Despite Graph Neural Networks demonstrating considerable promise in graph representation learning tasks, GNNs predominantly face significant issues with over-fitting and over-smoothing as they go deeper as models of computer vision realm. In this work, we conduct a systematic study of deeper GNN research trajectories. Our findings indicate that the current success of deep GNNs primarily stems from (I) the adoption of innovations from CNNs, such as residual/skip connections, or (II) the tailor-made aggregation algorithms like DropEdge. However, these algorithms often lack intrinsic interpretability and indiscriminately treat all nodes within a given layer in a similar manner, thereby failing to capture the nuanced differences among various nodes. To this end, we introduce the Snowflake Hypothesis -- a novel paradigm underpinning the concept of ``one node, one receptive field''. The hypothesis draws inspiration from the unique and individualistic patterns of each snowflake, proposing a corresponding uniqueness in the receptive fields of nodes in the GNNs.
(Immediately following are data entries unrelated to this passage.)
//! Property tests for timing derivation, windows and pixel formats

use ltdc::{Color, PixelFormat, TimingConfig};
use proptest::prelude::*;

fn valid_timing() -> impl Strategy<Value = TimingConfig> {
    (
        (1u16..=800, 1u16..=600),
        (1u16..=1000, 1u16..=400),
        (0u16..=1000, 0u16..=400),
        (0u16..=1000, 0u16..=400),
    )
        .prop_map(|((w, h), (hs, vs), (hbp, vbp), (hfp, vfp))| {
            TimingConfig::new(w, h)
                .with_sync(hs, vs)
                .with_back_porch(hbp, vbp)
                .with_front_porch(hfp, vfp)
        })
}

/// Bits of a packed pixel the format actually stores
const fn stored_bits(format: PixelFormat) -> u32 {
    match format {
        PixelFormat::Argb8888 => 0xFFFF_FFFF,
        PixelFormat::Rgb888 => 0x00FF_FFFF,
        PixelFormat::Rgb565
        | PixelFormat::Argb1555
        | PixelFormat::Argb4444
        | PixelFormat::Al88 => 0xFFFF,
        PixelFormat::L8 | PixelFormat::Al44 => 0xFF,
    }
}

proptest! {
    #[test]
    fn accumulated_windows_increase(timing in valid_timing()) {
        let windows = timing.compute().unwrap();
        let stages = [
            (windows.sync, 0, 0),
            (windows.back_porch, timing.h_back_porch, timing.v_back_porch),
            (windows.active, timing.screen_width, timing.screen_height),
            (windows.total, timing.h_front_porch, timing.v_front_porch),
        ];
        for pair in stages.windows(2) {
            let (prev, _, _) = pair[0];
            let (next, added_h, added_v) = pair[1];
            prop_assert!(next.width >= prev.width);
            prop_assert!(next.height >= prev.height);
            prop_assert_eq!(next.width > prev.width, added_h > 0);
            prop_assert_eq!(next.height > prev.height, added_v > 0);
        }
        prop_assert!(windows.sync.width < windows.active.width);
        prop_assert!(windows.sync.height < windows.active.height);
    }

    #[test]
    fn active_window_inside_total(timing in valid_timing()) {
        let windows = timing.compute().unwrap();
        let active = windows.active_window;
        prop_assert!(active.hstart <= active.hstop);
        prop_assert!(active.vstart <= active.vstop);
        prop_assert!(active.hstop <= windows.total.width);
        prop_assert!(active.vstop <= windows.total.height);
        prop_assert_eq!(active.width(), timing.screen_width);
        prop_assert_eq!(active.height(), timing.screen_height);
    }

    #[test]
    fn oversized_screen_rejected(width in 801u16..=4096, height in 1u16..=600) {
        prop_assert!(TimingConfig::new(width, height).compute().is_err());
    }

    #[test]
    fn canonical_round_trip_keeps_stored_bits(index in 0usize..8, raw in any::<u32>()) {
        let format = PixelFormat::ALL[index];
        let stored = raw & stored_bits(format);
        let canonical = format.to_canonical(raw);
        prop_assert_eq!(format.from_canonical(canonical), stored);
    }

    #[test]
    fn narrowing_is_idempotent(index in 0usize..8, argb in any::<u32>()) {
        let format = PixelFormat::ALL[index];
        let packed = format.from_canonical(Color(argb));
        prop_assert_eq!(format.from_canonical(format.to_canonical(packed)), packed);
    }
}
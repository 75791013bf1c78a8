//! Scheduling and bus-locking capabilities
//!
//! The driver never spins on its own: while waiting for the controller it
//! hands control to a [`Scheduler`]. Callers that serialize multi-step
//! sequences (edit several layer registers, then commit with a reload) do so
//! through a [`BusMutex`].
//!
//! On an RTOS both traits map onto the kernel's thread and mutex primitives.
//! On bare metal, [`PollingScheduler`] turns every wait into a short
//! [`DelayNs`] delay and [`NoBusLock`] makes locking a no-op.

use core::cell::RefCell;

use critical_section::Mutex;
use embedded_hal::delay::DelayNs;

/// Thread scheduling capability
///
/// ## Contract
///
/// A [`resume`](Scheduler::resume) delivered to a thread that has not yet
/// called [`suspend`](Scheduler::suspend) must not be lost: the next
/// `suspend` of that thread returns immediately. `suspend` may also return
/// spuriously; the driver re-checks its state after every wake-up.
pub trait Scheduler {
    /// Handle naming a thread that can be resumed
    type Thread: Send;

    /// Handle of the calling thread
    fn current(&self) -> Self::Thread;

    /// Give other threads a chance to run
    fn yield_now(&self);

    /// Block the calling thread until it is resumed
    fn suspend(&self);

    /// Wake a suspended thread. May be called from interrupt context.
    fn resume(&self, thread: Self::Thread);
}

/// Mutual exclusion over the controller for multi-step sequences
pub trait BusMutex {
    /// Block until the bus is owned by the caller
    fn lock(&self);

    /// Release the bus
    fn unlock(&self);
}

/// Bus lock for firmware with a single context touching the controller
#[derive(Debug, Default, Clone, Copy)]
pub struct NoBusLock;

impl BusMutex for NoBusLock {
    fn lock(&self) {}

    fn unlock(&self) {}
}

impl<T: BusMutex + ?Sized> BusMutex for &T {
    fn lock(&self) {
        T::lock(self);
    }

    fn unlock(&self) {
        T::unlock(self);
    }
}

/// Default polling interval of [`PollingScheduler`] in microseconds
pub const DEFAULT_POLL_INTERVAL_US: u32 = 10;

/// Scheduler for bare-metal use without threads
///
/// Yielding and suspending both delay for the poll interval; resuming is a
/// no-op because the single "thread" re-checks driver state after each
/// delay. The delay provider sits behind a critical-section mutex so the
/// scheduler can be shared like the rest of the driver.
pub struct PollingScheduler<D> {
    delay: Mutex<RefCell<D>>,
    interval_us: u32,
}

impl<D: DelayNs> PollingScheduler<D> {
    /// Create a scheduler polling every [`DEFAULT_POLL_INTERVAL_US`]
    pub const fn new(delay: D) -> Self {
        Self::with_interval(delay, DEFAULT_POLL_INTERVAL_US)
    }

    /// Create a scheduler polling every `interval_us` microseconds
    pub const fn with_interval(delay: D, interval_us: u32) -> Self {
        Self {
            delay: Mutex::new(RefCell::new(delay)),
            interval_us,
        }
    }

    /// Consume the scheduler, returning the delay provider
    pub fn into_inner(self) -> D {
        self.delay.into_inner().into_inner()
    }

    fn pause(&self) {
        critical_section::with(|cs| {
            self.delay.borrow_ref_mut(cs).delay_us(self.interval_us);
        });
    }
}

impl<D: DelayNs> Scheduler for PollingScheduler<D> {
    type Thread = ();

    fn current(&self) -> Self::Thread {}

    fn yield_now(&self) {
        self.pause();
    }

    fn suspend(&self) {
        self.pause();
    }

    fn resume(&self, _thread: Self::Thread) {}
}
We employ the simplest gradient and node-level cosine distance as guiding principles to regulate the aggregation depth for each node, and conduct comprehensive experiments including: (1) different training schemes; (2) various shallow and deep GNN backbones, and (3) various numbers of layers (8, 16, 32, 64) on multiple benchmarks (six graphs including dense graphs with millions of nodes); (4) compare with different aggregation strategies. The observational results demonstrate that our hypothesis can serve as a universal operator for a range of tasks, and it displays tremendous potential on deep GNNs. It can be applied to various GNN frameworks, enhancing its effectiveness when operating in-depth, and guiding the selection of the optimal network depth in an explainable and generalizable way.